Measuring Modularity in Open Source Code Bases

Steven Muegge; Roberto Milev

Measuring Modularity in Open Source Code Bases

April 2009

Steven Muegge, Roberto Milev

"... the act of properly designing a complex system characterized by a modular architecture is not a trivial task. On the contrary, modularity bears high costs: careful modularization is a cognitive challenging activity, since it translates in devising a decomposition of the whole system in autonomous subparts whose interdependencies are reduced to the minimum. Moreover, failure to perfectly modularize an architecture results in costs of dealing with fine tuning and tempering activities aimed at solving unexpected and unforeseen interdependencies."

Modularity in Action: GNU/Linux and Free/Open Source Software Development Model Unleashed

Modularity of an open source software (OSS) code base has been associated with growth of the software development community, the incentives for voluntary code contribution, and a reduction in the number of users who take code without contributing back to the community. As a theoretical construct, modularity links OSS to other domains of research, including organization theory, the economics of industry structure, and new product development. However, measuring the modularity of an OSS design has proven difficult, especially for large and complex systems.

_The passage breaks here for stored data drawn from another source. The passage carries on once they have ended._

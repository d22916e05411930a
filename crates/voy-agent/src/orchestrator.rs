// SPDX-License-Identifier: MIT OR Apache-2.0
//! The per-turn orchestrator: route, fan out, convert branch failures into
//! missing signals, assemble deterministically, guard, and time everything.

use crate::assemble::build_answer_and_citations;
use crate::routing::{
    build_spoken_version, infer_vision_mode, infer_voice_mode, is_commercial, packing_gap_query,
    product_query_signature, should_call_graph, similarity_query,
};
use async_trait::async_trait;
use serde_json::json;
use std::sync::Arc;
use std::time::Instant;
use tracing::debug;
use voy_client::{CallContext, ServiceClient};
use voy_contract::agent::{Addon, AssembledResponse, TurnRequest};
use voy_contract::audio::{SttRequest, SttResponse, TtsRequest, TtsResponse};
use voy_contract::evidence::{EvidenceRequest, EvidenceResponse};
use voy_contract::graph::{GraphRequest, GraphResponse};
use voy_contract::products::{ProductCandidate, ProductRequest, ProductResponse};
use voy_contract::vision::{VisionMode, VisionRequest, VisionResponse};
use voy_contract::ContractRegistry;
use voy_error::VoyError;
use voy_memory::MemoryStore;
use voy_telemetry::{span_tags, Tracer, TurnTimings};

/// The six downstream calls the orchestrator makes; implemented by
/// [`ServiceClient`] in production and by mocks in tests.
#[async_trait]
pub trait Services: Send + Sync {
    /// Evidence retrieval.
    async fn retrieve_travel_evidence(
        &self,
        request: &EvidenceRequest,
        ctx: &CallContext,
    ) -> Result<EvidenceResponse, VoyError>;

    /// Product retrieval.
    async fn retrieve_product_candidates(
        &self,
        request: &ProductRequest,
        ctx: &CallContext,
    ) -> Result<ProductResponse, VoyError>;

    /// Graph retrieval.
    async fn retrieve_travel_graph(
        &self,
        request: &GraphRequest,
        ctx: &CallContext,
    ) -> Result<GraphResponse, VoyError>;

    /// Image analysis.
    async fn analyze_image(
        &self,
        request: &VisionRequest,
        ctx: &CallContext,
    ) -> Result<VisionResponse, VoyError>;

    /// Speech-to-text.
    async fn transcribe(
        &self,
        request: &SttRequest,
        ctx: &CallContext,
    ) -> Result<SttResponse, VoyError>;

    /// Text-to-speech.
    async fn synthesize(
        &self,
        request: &TtsRequest,
        ctx: &CallContext,
    ) -> Result<TtsResponse, VoyError>;
}

#[async_trait]
impl Services for ServiceClient {
    async fn retrieve_travel_evidence(
        &self,
        request: &EvidenceRequest,
        ctx: &CallContext,
    ) -> Result<EvidenceResponse, VoyError> {
        ServiceClient::retrieve_travel_evidence(self, request, ctx).await
    }

    async fn retrieve_product_candidates(
        &self,
        request: &ProductRequest,
        ctx: &CallContext,
    ) -> Result<ProductResponse, VoyError> {
        ServiceClient::retrieve_product_candidates(self, request, ctx).await
    }

    async fn retrieve_travel_graph(
        &self,
        request: &GraphRequest,
        ctx: &CallContext,
    ) -> Result<GraphResponse, VoyError> {
        ServiceClient::retrieve_travel_graph(self, request, ctx).await
    }

    async fn analyze_image(
        &self,
        request: &VisionRequest,
        ctx: &CallContext,
    ) -> Result<VisionResponse, VoyError> {
        ServiceClient::analyze_image(self, request, ctx).await
    }

    async fn transcribe(
        &self,
        request: &SttRequest,
        ctx: &CallContext,
    ) -> Result<SttResponse, VoyError> {
        ServiceClient::transcribe(self, request, ctx).await
    }

    async fn synthesize(
        &self,
        request: &TtsRequest,
        ctx: &CallContext,
    ) -> Result<TtsResponse, VoyError> {
        ServiceClient::synthesize(self, request, ctx).await
    }
}

/// Everything a turn needs; owned by the edge process.
pub struct AgentState {
    /// Downstream services.
    pub services: Arc<dyn Services>,
    /// Session memory.
    pub memory: MemoryStore,
    /// Tracer (noop unless opted in).
    pub tracer: Arc<dyn Tracer>,
    /// Compiled contract registry.
    pub registry: Arc<ContractRegistry>,
}

fn elapsed_ms(start: Instant) -> f64 {
    start.elapsed().as_secs_f64() * 1000.0
}

fn addon_from(candidate: &ProductCandidate) -> Addon {
    Addon {
        product_id: candidate.product_id.clone(),
        summary: candidate.summary.clone(),
        link: candidate.link.clone(),
        merchant: candidate.merchant.clone(),
    }
}

/// Run one turn up to (but not including) guardrails. Every branch failure
/// is absorbed as a missing signal; this never errors.
///
/// Returns the raw response, the timings, and the effective user query
/// (the STT transcript when audio replaced the typed text). The eval
/// harness consumes this directly so it can diff the raw answer against the
/// guarded one.
pub async fn run_turn_raw(
    state: &AgentState,
    turn: TurnRequest,
) -> (AssembledResponse, TurnTimings, String) {
    let total_start = Instant::now();
    let mut timings = TurnTimings::default();

    let session_id = turn
        .session_id
        .clone()
        .unwrap_or_else(|| "local-session".into());
    let request_id = turn
        .request_id
        .clone()
        .unwrap_or_else(|| "local-request".into());
    let ctx = CallContext::new(session_id.clone(), request_id.clone());
    let mut user_query = turn.user_query.clone();

    // STT first: a transcript replaces the user query before routing.
    if let Some(audio_ref) = &turn.audio_ref {
        let start = Instant::now();
        let result = state
            .services
            .transcribe(
                &SttRequest {
                    audio_ref: audio_ref.clone(),
                    language: turn.lang.clone(),
                    debug: false,
                },
                &ctx,
            )
            .await;
        timings.stt_ms = elapsed_ms(start);
        if let Ok(response) = result {
            if !response.transcript.trim().is_empty() {
                user_query = response.transcript;
            }
        }
    }

    // Memory updates before the fan-out so its effects reach the first call.
    state.memory.update(&session_id, &user_query, None);
    let memory_summary = state.memory.summary(&session_id);
    let memory_hash = state.memory.memory_hash(&session_id, 8);

    let tags = span_tags(&session_id, &request_id, &user_query);

    let evidence_request = EvidenceRequest {
        user_query: user_query.clone(),
        destination: turn.destination.clone(),
        lang: turn.lang.clone(),
        debug: false,
        strategy_params: Some(json!({
            "version": "v1",
            "memory_summary": memory_summary,
        })),
    };

    let call_graph = should_call_graph(&user_query);
    let vision_mode = infer_vision_mode(&user_query);

    // Evidence, graph, and vision fan out concurrently; each branch absorbs
    // its own failure.
    let evidence_branch = async {
        let start = Instant::now();
        let result = state
            .services
            .retrieve_travel_evidence(&evidence_request, &ctx)
            .await;
        (result.ok(), elapsed_ms(start))
    };

    let graph_branch = async {
        if !call_graph {
            return (None, 0.0);
        }
        let _span = state.tracer.span("graph_mcp_call", &tags);
        let start = Instant::now();
        let result = state
            .services
            .retrieve_travel_graph(
                &GraphRequest {
                    user_query: user_query.clone(),
                    destination: turn.destination.clone(),
                    lang: turn.lang.clone(),
                    limit: None,
                    debug: false,
                },
                &ctx,
            )
            .await;
        (result.ok(), elapsed_ms(start))
    };

    let vision_branch = async {
        let Some(image_ref) = turn.image_ref.clone() else {
            return (None, 0.0);
        };
        let _span = state.tracer.span("vision_mcp_call", &tags);
        let start = Instant::now();
        let result = state
            .services
            .analyze_image(
                &VisionRequest {
                    image_ref,
                    mode: vision_mode,
                    trip_context: turn.trip_context.clone(),
                    user_query: Some(user_query.clone()),
                    lang: turn.lang.clone(),
                    debug: false,
                },
                &ctx,
            )
            .await;
        (result.ok().map(|r| r.signals), elapsed_ms(start))
    };

    let answer_span = state.tracer.span("answer_generation", &tags);
    let ((evidence_response, knowledge_ms), (graph_response, graph_ms), (vision_signals, vision_ms)) =
        tokio::join!(evidence_branch, graph_branch, vision_branch);
    drop(answer_span);

    timings.knowledge_ms = knowledge_ms;
    timings.graph_ms = graph_ms;
    timings.vision_ms = vision_ms;

    // Products: the signature follows the vision result when it produced a
    // sharper query than the raw text.
    let product_span = state.tracer.span("product_decision", &tags);
    let mut signature = vision_signals
        .as_ref()
        .and_then(|signals| {
            similarity_query(signals, turn.destination.as_deref(), turn.lang.as_deref()).or_else(
                || packing_gap_query(signals, turn.destination.as_deref(), turn.lang.as_deref()),
            )
        })
        .unwrap_or_else(|| {
            product_query_signature(
                turn.destination.as_deref(),
                &user_query,
                turn.lang.as_deref(),
            )
        });
    if !memory_hash.is_empty() {
        signature = format!("{signature}|mem:{memory_hash}");
    }

    let products_start = Instant::now();
    let products_response = state
        .services
        .retrieve_product_candidates(
            &ProductRequest {
                query_signature: signature,
                destination: turn.destination.clone(),
                market: turn.market.clone(),
                lang: turn.lang.clone(),
                limit: None,
                min_confidence: None,
            },
            &ctx,
        )
        .await
        .ok();
    timings.products_ms = elapsed_ms(products_start);

    let candidates = products_response
        .map(|response| response.candidates)
        .unwrap_or_default();

    let vision_trigger = match &vision_signals {
        Some(signals) if signals.mode == VisionMode::ProductSimilarity => true,
        Some(signals) if signals.mode == VisionMode::Packing => {
            packing_gap_query(signals, None, None).is_some()
        }
        _ => false,
    };
    let addon = if (is_commercial(&user_query) || vision_trigger) && !candidates.is_empty() {
        Some(addon_from(&candidates[0]))
    } else {
        None
    };
    drop(product_span);

    let evidence = evidence_response
        .map(|response| response.evidence)
        .unwrap_or_default();
    let (answer_text, citations) = build_answer_and_citations(
        &evidence,
        graph_response.as_ref(),
        vision_signals.as_ref(),
    );

    let mut response = AssembledResponse {
        session_id,
        request_id,
        answer_text,
        citations,
        addon,
        audio_ref: None,
        spoken_version: None,
        screen_summary: None,
    };

    if turn.voice_mode {
        let pace = infer_voice_mode(&user_query);
        let spoken = build_spoken_version(&response.answer_text, pace);
        let start = Instant::now();
        let result = state
            .services
            .synthesize(
                &TtsRequest {
                    text: spoken.clone(),
                    voice: None,
                    language: turn.lang.clone(),
                    speed: None,
                    format: None,
                    debug: false,
                },
                &ctx,
            )
            .await;
        timings.tts_ms = elapsed_ms(start);
        if let Ok(tts) = result {
            response.screen_summary = Some(response.answer_text.clone());
            response.spoken_version = Some(spoken);
            response.audio_ref = Some(tts.audio_ref);
        }
    }

    timings.total_ms = elapsed_ms(total_start);
    debug!(target: "voy::agent", total_ms = timings.total_ms, "turn complete");
    (response, timings, user_query)
}

/// Run one turn end to end: the raw pipeline, then guardrails, then
/// outbound validation. The only error this returns is a contract violation
/// of the assembled response, which is a bug, not a downstream failure.
pub async fn run_turn(
    state: &AgentState,
    turn: TurnRequest,
) -> Result<(AssembledResponse, TurnTimings), VoyError> {
    let (raw, timings, effective_query) = run_turn_raw(state, turn).await;
    let response = voy_guardrails::apply(raw, &effective_query);

    let value = serde_json::to_value(&response)
        .map_err(|err| VoyError::parse(format!("response serialization failed: {err}")))?;
    state.registry.validate(&value, "assembled_response")?;
    Ok((response, timings))
}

In this article, we describe some preliminary results of recent research at Carleton University that examines the evolving modularity of large-scale software systems. We describe a measurement method and a new modularity metric for comparing code bases of different size, introduce an open source toolkit that implements this method and metric, and provide an analysis of the evolution of the Apache Tomcat application server as an illustrative example of the insights gained from this approach. Although these results are preliminary, they open the door to further cross-discipline research that quantitatively links the concerns of business managers, entrepreneurs, policy-makers, and open source software developers.

Modularity and Design Structure Matrices

In Design Rules: The Power of Modularity, Baldwin and Clark present a major study of the role of modularity in the evolution of the computer industry. They argue that modularity is an important and fundamental connection between at least three different systems: i) the engineering design; ii) the organization of the people who implement and maintain the design; and iii) the network of companies forming the economic system around the design. Each system constrains and enables the other two. Other researchers have since built on and extended this work, which in its original form did not directly address OSS.

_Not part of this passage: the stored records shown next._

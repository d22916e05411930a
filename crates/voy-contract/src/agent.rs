// SPDX-License-Identifier: MIT OR Apache-2.0
//! Agent-edge payloads: one turn in, one assembled response out, plus the
//! feedback event persisted by `POST /feedback`.

use serde::{Deserialize, Serialize};

/// One user turn received over the session channel.
#[derive(Debug, Clone, PartialEq, Serialize, Deserialize)]
pub struct TurnRequest {
    /// Session identifier; defaults to `"local-session"` when absent.
    #[serde(default, skip_serializing_if = "Option::is_none")]
    pub session_id: Option<String>,
    /// Request identifier; defaults to `"local-request"` when absent.
    #[serde(default, skip_serializing_if = "Option::is_none")]
    pub request_id: Option<String>,
    /// Free-text user query. May be replaced by an STT transcript when
    /// `audio_ref` is present.
    #[serde(default)]
    pub user_query: String,
    /// Optional destination hint.
    #[serde(default, skip_serializing_if = "Option::is_none")]
    pub destination: Option<String>,
    /// Optional IETF language tag.
    #[serde(default, skip_serializing_if = "Option::is_none")]
    pub lang: Option<String>,
    /// Optional market code.
    #[serde(default, skip_serializing_if = "Option::is_none")]
    pub market: Option<String>,
    /// Image to analyze (data URL or HTTP URL); routes to the vision service.
    #[serde(default, skip_serializing_if = "Option::is_none")]
    pub image_ref: Option<String>,
    /// Audio to transcribe (data URL or HTTP URL); routes to STT first.
    #[serde(default, skip_serializing_if = "Option::is_none")]
    pub audio_ref: Option<String>,
    /// Trip context forwarded to the vision service.
    #[serde(default, skip_serializing_if = "Option::is_none")]
    pub trip_context: Option<serde_json::Value>,
    /// When set, the answer is also synthesized to speech.
    #[serde(default)]
    pub voice_mode: bool,
}

impl TurnRequest {
    /// A text-only turn.
    pub fn text(user_query: impl Into<String>) -> Self {
        Self {
            session_id: None,
            request_id: None,
            user_query: user_query.into(),
            destination: None,
            lang: None,
            market: None,
            image_ref: None,
            audio_ref: None,
            trip_context: None,
            voice_mode: false,
        }
    }
}

/// Optional commercial product attached to an answer.
#[derive(Debug, Clone, PartialEq, Serialize, Deserialize)]
pub struct Addon {
    /// Product identifier.
    pub product_id: String,
    /// Product summary.
    pub summary: String,
    /// Product link.
    pub link: String,
    /// Merchant name or host.
    pub merchant: String,
}

/// The single response emitted per turn.
///
/// `addon` is always present on the wire (null when absent) so clients can
/// distinguish "no addon" from an older contract.
#[derive(Debug, Clone, PartialEq, Serialize, Deserialize)]
pub struct AssembledResponse {
    /// Session identifier.
    pub session_id: String,
    /// Request identifier.
    pub request_id: String,
    /// Final answer text (post-guardrails).
    pub answer_text: String,
    /// Citation URLs: evidence-derived first, then graph-derived.
    pub citations: Vec<String>,
    /// Commercial addon, when triggered and allowed.
    pub addon: Option<Addon>,
    /// Synthesized audio for the spoken version (voice mode only).
    #[serde(default, skip_serializing_if = "Option::is_none")]
    pub audio_ref: Option<String>,
    /// Word-bounded spoken rendition of the answer (voice mode only).
    #[serde(default, skip_serializing_if = "Option::is_none")]
    pub spoken_version: Option<String>,
    /// Full answer retained for on-screen display (voice mode only).
    #[serde(default, skip_serializing_if = "Option::is_none")]
    pub screen_summary: Option<String>,
}

/// A user feedback event accepted by `POST /feedback` and persisted as
/// append-only JSONL.
#[derive(Debug, Clone, PartialEq, Serialize, Deserialize)]
pub struct FeedbackEvent {
    /// Caller-declared contract version.
    pub x_contract_version: String,
    /// Event identifier.
    pub event_id: String,
    /// Event timestamp (RFC 3339).
    pub timestamp: String,
    /// Session the feedback refers to.
    pub session_id: String,
    /// The query that was answered.
    pub user_query: String,
    /// The answer being rated.
    pub answer_text: String,
    /// Rating, 1–5.
    pub rating: u8,
    /// Free-text comment.
    #[serde(default, skip_serializing_if = "Option::is_none")]
    pub comment: Option<String>,
}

According to Baldwin and Clark, a module is a unit whose structural elements are strongly connected among each other and relatively weakly connected to elements in other units. Just as there are degrees of connectedness, there are degrees of modularity. This motivates the interest in metrics and techniques to measure the modularity of the structures comprising an artifact. In a widely-cited 2006 paper titled The Architecture of Participation: Does Code Architecture Mitigate Free Riding in the Open Source Development Model?, Baldwin and Clark provide a theoretical argument that a more modular open source code base will attract more voluntary contributions and have less free riding of non-contributors than one that is less modular.

When the complexity of one of the elements crosses a certain threshold, that complexity can be isolated by defining a separate abstraction that has a simple interface. This abstraction hides the complexity of the element and the interface indicates how the element interacts with the larger system. Modularity decreases complexity in several ways. In particular, it allows designers to focus on individual modules rather than the whole integrated artifact. This radically changes the design process and allows for work on individual modules to be parallelized.

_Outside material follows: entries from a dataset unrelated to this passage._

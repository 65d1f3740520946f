//! Chart hook: one chart instance per element, rebuilt on demand.

use std::sync::Arc;

use serde::Deserialize;
use serde_json::Value;
use tracing::debug;

use crate::effect::Effect;
use crate::error::{ConfigParseError, HookResult};
use crate::hook::{HookContext, HookMessage, ViewHook};
use crate::render::{ChartInstance, ChartLibrary, RenderConfig};

/// Attribute holding the serialized chart configuration.
pub const CHART_CONFIG_ATTRIBUTE: &str = "data-chart-config";
/// Server event carrying a replacement configuration.
pub const UPDATE_CHART_EVENT: &str = "update-chart";

#[derive(Deserialize)]
struct UpdateChartPayload {
    config: RenderConfig,
}

/// Binds a [`ChartLibrary`] chart to an element.
///
/// The chart is built from `data-chart-config` on mount and rebuilt from
/// scratch on every `update-chart` event, identical payloads included. The
/// previous chart is always destroyed before its replacement is created.
pub struct ChartAdapter {
    library: Arc<dyn ChartLibrary>,
    chart: Option<Box<dyn ChartInstance>>,
    destroyed: bool,
}

impl ChartAdapter {
    pub fn new(library: Arc<dyn ChartLibrary>) -> Self {
        Self {
            library,
            chart: None,
            destroyed: false,
        }
    }

    fn dispose(&mut self) {
        if let Some(mut chart) = self.chart.take() {
            chart.destroy();
        }
    }

    fn rebuild(&mut self, ctx: &HookContext<'_>, config: &RenderConfig) {
        self.dispose();
        self.chart = Some(self.library.create(ctx.element(), config));
    }
}

impl ViewHook for ChartAdapter {
    fn mounted(&mut self, ctx: &mut HookContext<'_>) -> HookResult<Effect<HookMessage>> {
        let source = ctx
            .element()
            .attribute(CHART_CONFIG_ATTRIBUTE)
            .ok_or(ConfigParseError::MissingSource(CHART_CONFIG_ATTRIBUTE))?;
        let config = RenderConfig::parse(&source)?;

        self.rebuild(ctx, &config);
        ctx.subscribe(UPDATE_CHART_EVENT);
        debug!(view = %ctx.view_id(), "chart created");
        Ok(Effect::none())
    }

    fn updated(&mut self, _ctx: &mut HookContext<'_>) -> HookResult<Effect<HookMessage>> {
        Ok(Effect::none())
    }

    fn destroyed(&mut self, ctx: &mut HookContext<'_>) -> Effect<HookMessage> {
        self.dispose();
        ctx.unsubscribe(UPDATE_CHART_EVENT);
        self.destroyed = true;
        Effect::none()
    }

    fn handle_event(
        &mut self,
        ctx: &mut HookContext<'_>,
        event: &str,
        payload: &Value,
    ) -> HookResult<Effect<HookMessage>> {
        if self.destroyed || event != UPDATE_CHART_EVENT {
            return Ok(Effect::none());
        }
        let UpdateChartPayload { config } =
            UpdateChartPayload::deserialize(payload).map_err(ConfigParseError::from)?;

        self.rebuild(ctx, &config);
        debug!(view = %ctx.view_id(), "chart rebuilt");
        Ok(Effect::none())
    }
}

The Design Structure Matrix (DSM) is an analysis tool for mapping complex systems. It provides a compact representation of a complex system that visualizes the interdependencies between system elements. According to Baldwin and Clark, "it is a powerful analytic device, because by using it we can see with clarity how the physical and logical structure of an artifact gets transmitted to its design process, and from there to the organization of individuals who will carry the process forward."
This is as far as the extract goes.